Последние слова услыхал другой человек: он на елке сидел и выслушивал в дупле зимовалых пчел.
— Это счастье, — сказал он, — от весеннего теплого воздуха. — И спустился с дерева.
Человек был тоже не молодой, и борода у него закрывала все лицо, виднелся только нос и глаза.
— Овчинники, — сказал Чурка Алпатову, — они у нас все пчелами занимаются, это дядя Григорий, ихний вожак.
Дядя Григорий поклонился Алпатову. Чурка стал ему все рассказывать с начала, как он храп услыхал в кусту можжевельника и стал подползать и как разговорились о бабах и он дал ему верный совет.
— Это счастье, — повторил дядя Григорий, — от весеннего теплого воздуха. Муха, червяк, всякий болотный гнус от мороза не умирают, а только засыпают и от весеннего теплого воздуха опять начинают чудить: им смерти нет. А пчела и муравей умирают, как человек, трудятся и умирают. Приятель! — сказал Григорий и взял Алпатова за рукав. — Как умерла у меня жена, дела у меня не убавилось, а прибавилось: те же овчины, та же лошадь, корова, овчонки, и нас не двое, а я один стал. Да вот, бывало, домой приду, — мне бабья журьба не дает отдыху. А теперь как приду домой... тишина! Тут полюбил я пчелу, стал размышлять, и мне открылся свет. Всему дивлюсь теперь и за жизнь свою благодарю. — Григорий понизил голос: — И плотским грехом не занимаюсь.

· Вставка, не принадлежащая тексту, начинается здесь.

//! Test-plan entities: requirements, cases, steps and blocks.
//!
//! # Invariants
//! - `Requirement.code` and `Case.code` are unique per environment.
//! - A requirement must reference at least one system and one section;
//!   the rule is enforced by the repository at create/update time.
//! - Steps belong to exactly one case and are ordered by `position`.

use crate::model::{Audit, EntityId};
use serde::{Deserialize, Serialize};

/// Acceptance requirement traced to systems, sections, steps and bugs.
#[derive(Debug, Clone, PartialEq, Eq, Serialize, Deserialize)]
pub struct Requirement {
    pub id: EntityId,
    pub environment_id: EntityId,
    pub code: String,
    pub definition: String,
    #[serde(flatten)]
    pub audit: Audit,
}

/// Test case with ordered steps and association sets over the fleet,
/// U-hub and zone entities.
#[derive(Debug, Clone, PartialEq, Eq, Serialize, Deserialize)]
pub struct Case {
    pub id: EntityId,
    pub environment_id: EntityId,
    pub code: String,
    pub title: String,
    pub description: Option<String>,
    #[serde(flatten)]
    pub audit: Audit,
}

/// One ordered step of a test case.
#[derive(Debug, Clone, PartialEq, Eq, Serialize, Deserialize)]
pub struct Step {
    pub id: EntityId,
    pub case_id: EntityId,
    /// 1-based order inside the owning case.
    pub position: i64,
    pub action: String,
    pub expected_result: Option<String>,
    #[serde(flatten)]
    pub audit: Audit,
}

/// Grouping of cases under one system, used to assemble campaigns.
#[derive(Debug, Clone, PartialEq, Eq, Serialize, Deserialize)]
pub struct Block {
    pub id: EntityId,
    pub environment_id: EntityId,
    pub name: String,
    pub system_id: EntityId,
    #[serde(flatten)]
    pub audit: Audit,
}
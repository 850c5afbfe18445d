//! Global lookup tables: systems under test, document sections, zone reasons.
//!
//! These are reference data without environment scoping or audit fields;
//! their names are globally unique.

use crate::model::EntityId;
use serde::{Deserialize, Serialize};

/// System under test (e.g. "USSP", "CISP").
#[derive(Debug, Clone, PartialEq, Eq, Serialize, Deserialize)]
pub struct System {
    pub id: EntityId,
    pub name: String,
    pub description: Option<String>,
}

/// Specification/document section a requirement belongs to.
#[derive(Debug, Clone, PartialEq, Eq, Serialize, Deserialize)]
pub struct Section {
    pub id: EntityId,
    pub name: String,
    pub description: Option<String>,
}

/// Restriction reason attached to UAS zones.
#[derive(Debug, Clone, PartialEq, Eq, Serialize, Deserialize)]
pub struct Reason {
    pub id: EntityId,
    pub name: String,
    pub description: Option<String>,
}
//! Repositories for the global lookup tables (systems, sections, reasons).
//!
//! # Responsibility
//! - CRUD and create-or-get over the three unscoped reference tables.
//!
//! # Invariants
//! - Lookup names are globally unique (no environment qualification).
//! - Rows are delete-restricted while any association references them.

use crate::model::lookup::{Reason, Section, System};
use crate::model::EntityId;
use crate::repo::{insert_or_fetch, RepoError, RepoResult};
use rusqlite::{params, Connection, OptionalExtension};

/// Create/update payload shared by all lookup tables.
#[derive(Debug, Clone, Default)]
pub struct LookupInput {
    pub name: String,
    pub description: Option<String>,
}

/// Shared row shape of the three lookup tables.
type LookupRow = (EntityId, String, Option<String>);

fn lookup_get_by_id(conn: &Connection, table: &str, id: EntityId) -> RepoResult<Option<LookupRow>> {
    let mut stmt = conn.prepare(&format!(
        "SELECT id, name, description FROM {table} WHERE id = ?1;"
    ))?;
    let found = stmt
        .query_row([id], |row| Ok((row.get(0)?, row.get(1)?, row.get(2)?)))
        .optional()?;
    Ok(found)
}

fn lookup_get_by_name(conn: &Connection, table: &str, name: &str) -> RepoResult<Option<LookupRow>> {
    let mut stmt = conn.prepare(&format!(
        "SELECT id, name, description FROM {table} WHERE name = ?1;"
    ))?;
    let found = stmt
        .query_row([name], |row| Ok((row.get(0)?, row.get(1)?, row.get(2)?)))
        .optional()?;
    Ok(found)
}

fn lookup_get_all(conn: &Connection, table: &str) -> RepoResult<Vec<LookupRow>> {
    let mut stmt = conn.prepare(&format!(
        "SELECT id, name, description FROM {table} ORDER BY name ASC;"
    ))?;
    let mut rows = stmt.query([])?;
    let mut entries = Vec::new();
    while let Some(row) = rows.next()? {
        entries.push((row.get(0)?, row.get(1)?, row.get(2)?));
    }
    Ok(entries)
}

fn lookup_create(
    conn: &Connection,
    table: &str,
    entity: &'static str,
    input: &LookupInput,
) -> RepoResult<LookupRow> {
    if input.name.trim().is_empty() {
        return Err(RepoError::Validation(format!(
            "{entity} name must not be empty"
        )));
    }
    conn.execute(
        &format!("INSERT INTO {table} (name, description) VALUES (?1, ?2);"),
        params![input.name, input.description],
    )?;
    let id = conn.last_insert_rowid();
    lookup_get_by_id(conn, table, id)?.ok_or_else(|| RepoError::not_found(entity, id))
}

fn lookup_update(
    conn: &Connection,
    table: &str,
    entity: &'static str,
    id: EntityId,
    input: &LookupInput,
) -> RepoResult<LookupRow> {
    let changed = conn.execute(
        &format!("UPDATE {table} SET name = ?1, description = ?2 WHERE id = ?3;"),
        params![input.name, input.description, id],
    )?;
    if changed == 0 {
        return Err(RepoError::not_found(entity, id));
    }
    lookup_get_by_id(conn, table, id)?.ok_or_else(|| RepoError::not_found(entity, id))
}

fn lookup_delete(conn: &Connection, table: &str, id: EntityId) -> RepoResult<bool> {
    let changed = conn.execute(&format!("DELETE FROM {table} WHERE id = ?1;"), [id])?;
    Ok(changed > 0)
}

macro_rules! lookup_repository {
    ($repo:ident, $model:ident, $table:literal, $entity:literal) => {
        pub struct $repo<'conn> {
            conn: &'conn Connection,
        }

        impl<'conn> $repo<'conn> {
            pub fn new(conn: &'conn Connection) -> Self {
                Self { conn }
            }

            pub fn get_by_id(&self, id: EntityId) -> RepoResult<Option<$model>> {
                Ok(lookup_get_by_id(self.conn, $table, id)?.map(to_model))
            }

            pub fn get_by_name(&self, name: &str) -> RepoResult<Option<$model>> {
                Ok(lookup_get_by_name(self.conn, $table, name)?.map(to_model))
            }

            pub fn get_all(&self) -> RepoResult<Vec<$model>> {
                Ok(lookup_get_all(self.conn, $table)?
                    .into_iter()
                    .map(to_model)
                    .collect())
            }

            pub fn create(&self, input: &LookupInput) -> RepoResult<$model> {
                Ok(to_model(lookup_create(self.conn, $table, $entity, input)?))
            }

            pub fn update(&self, id: EntityId, input: &LookupInput) -> RepoResult<$model> {
                Ok(to_model(lookup_update(
                    self.conn, $table, $entity, id, input,
                )?))
            }

            pub fn delete(&self, id: EntityId) -> RepoResult<bool> {
                lookup_delete(self.conn, $table, id)
            }

            /// Insert-first create-or-get by unique name.
            pub fn get_or_create(&self, name: &str) -> RepoResult<($model, bool)> {
                insert_or_fetch(
                    $entity,
                    || {
                        self.create(&LookupInput {
                            name: name.to_string(),
                            description: None,
                        })
                    },
                    || self.get_by_name(name),
                )
            }
        }

        fn to_model((id, name, description): LookupRow) -> $model {
            $model {
                id,
                name,
                description,
            }
        }
    };
}

mod systems {
    use super::*;
    lookup_repository!(SystemRepository, System, "systems", "system");
}

mod sections {
    use super::*;
    lookup_repository!(SectionRepository, Section, "sections", "section");
}

mod reasons {
    use super::*;
    lookup_repository!(ReasonRepository, Reason, "reasons", "reason");
}

pub use reasons::ReasonRepository;
pub use sections::SectionRepository;
pub use systems::SystemRepository;
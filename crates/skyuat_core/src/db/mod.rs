//! SQLite storage bootstrap and schema migration entry points.
//!
//! # Responsibility
//! - Open and configure SQLite connections for the SkyUAT core.
//! - Apply schema migrations in deterministic order.
//! - Provide the `init_db` bootstrap used by the application context.
//!
//! # Invariants
//! - Migration version is tracked via `PRAGMA user_version`.
//! - Core code must not read/write application data before migrations succeed.
//! - Returned connections always have `foreign_keys=ON`.

use std::error::Error;
use std::fmt::{Display, Formatter};

pub mod migrations;
mod open;

pub use open::{init_db, open_db, open_db_in_memory};

pub type DbResult<T> = Result<T, DbError>;

#[derive(Debug)]
pub enum DbError {
    Sqlite(rusqlite::Error),
    UnsupportedSchemaVersion {
        db_version: u32,
        latest_supported: u32,
    },
    /// The single shared session is already checked out. The deployment is
    /// single-threaded, so this indicates a unit of work that was never
    /// closed.
    SharedSessionInUse,
}

impl Display for DbError {
    fn fmt(&self, f: &mut Formatter<'_>) -> std::fmt::Result {
        match self {
            Self::Sqlite(err) => write!(f, "{err}"),
            Self::UnsupportedSchemaVersion {
                db_version,
                latest_supported,
            } => write!(
                f,
                "database schema version {db_version} is newer than supported {latest_supported}"
            ),
            Self::SharedSessionInUse => {
                write!(f, "shared database session is already checked out")
            }
        }
    }
}

impl Error for DbError {
    fn source(&self) -> Option<&(dyn Error + 'static)> {
        match self {
            Self::Sqlite(err) => Some(err),
            Self::UnsupportedSchemaVersion { .. } => None,
            Self::SharedSessionInUse => None,
        }
    }
}

impl From<rusqlite::Error> for DbError {
    fn from(value: rusqlite::Error) -> Self {
        Self::Sqlite(value)
    }
}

Услыхав последние слова, Чурка зевнул и ответил:
— Конечно, вы овчинники, дух у вас в избе постоянно тяжкий, ну, а как мы охотники, живем на вольном воздухе... — Чурка не договорил и вдруг крикнул:
— Глядитя: река пошла!
Это только мог Чурка заметить: река тихо пошла. Но скоро все зашумело, заскрипело, зарычало, и льдина полезла на льдину. Показался на гатях народ. Где-то за рекой колокол ударил, и народ валил к ледоходу, как в церковь к обедне. Все смотрели на Алпатова и дивились ему, а Чурка рассказывал всем, как этот человек ночевал в лесу, и не простой человек: может гнать чистый деготь, патоку и водку, сладкое и горькое.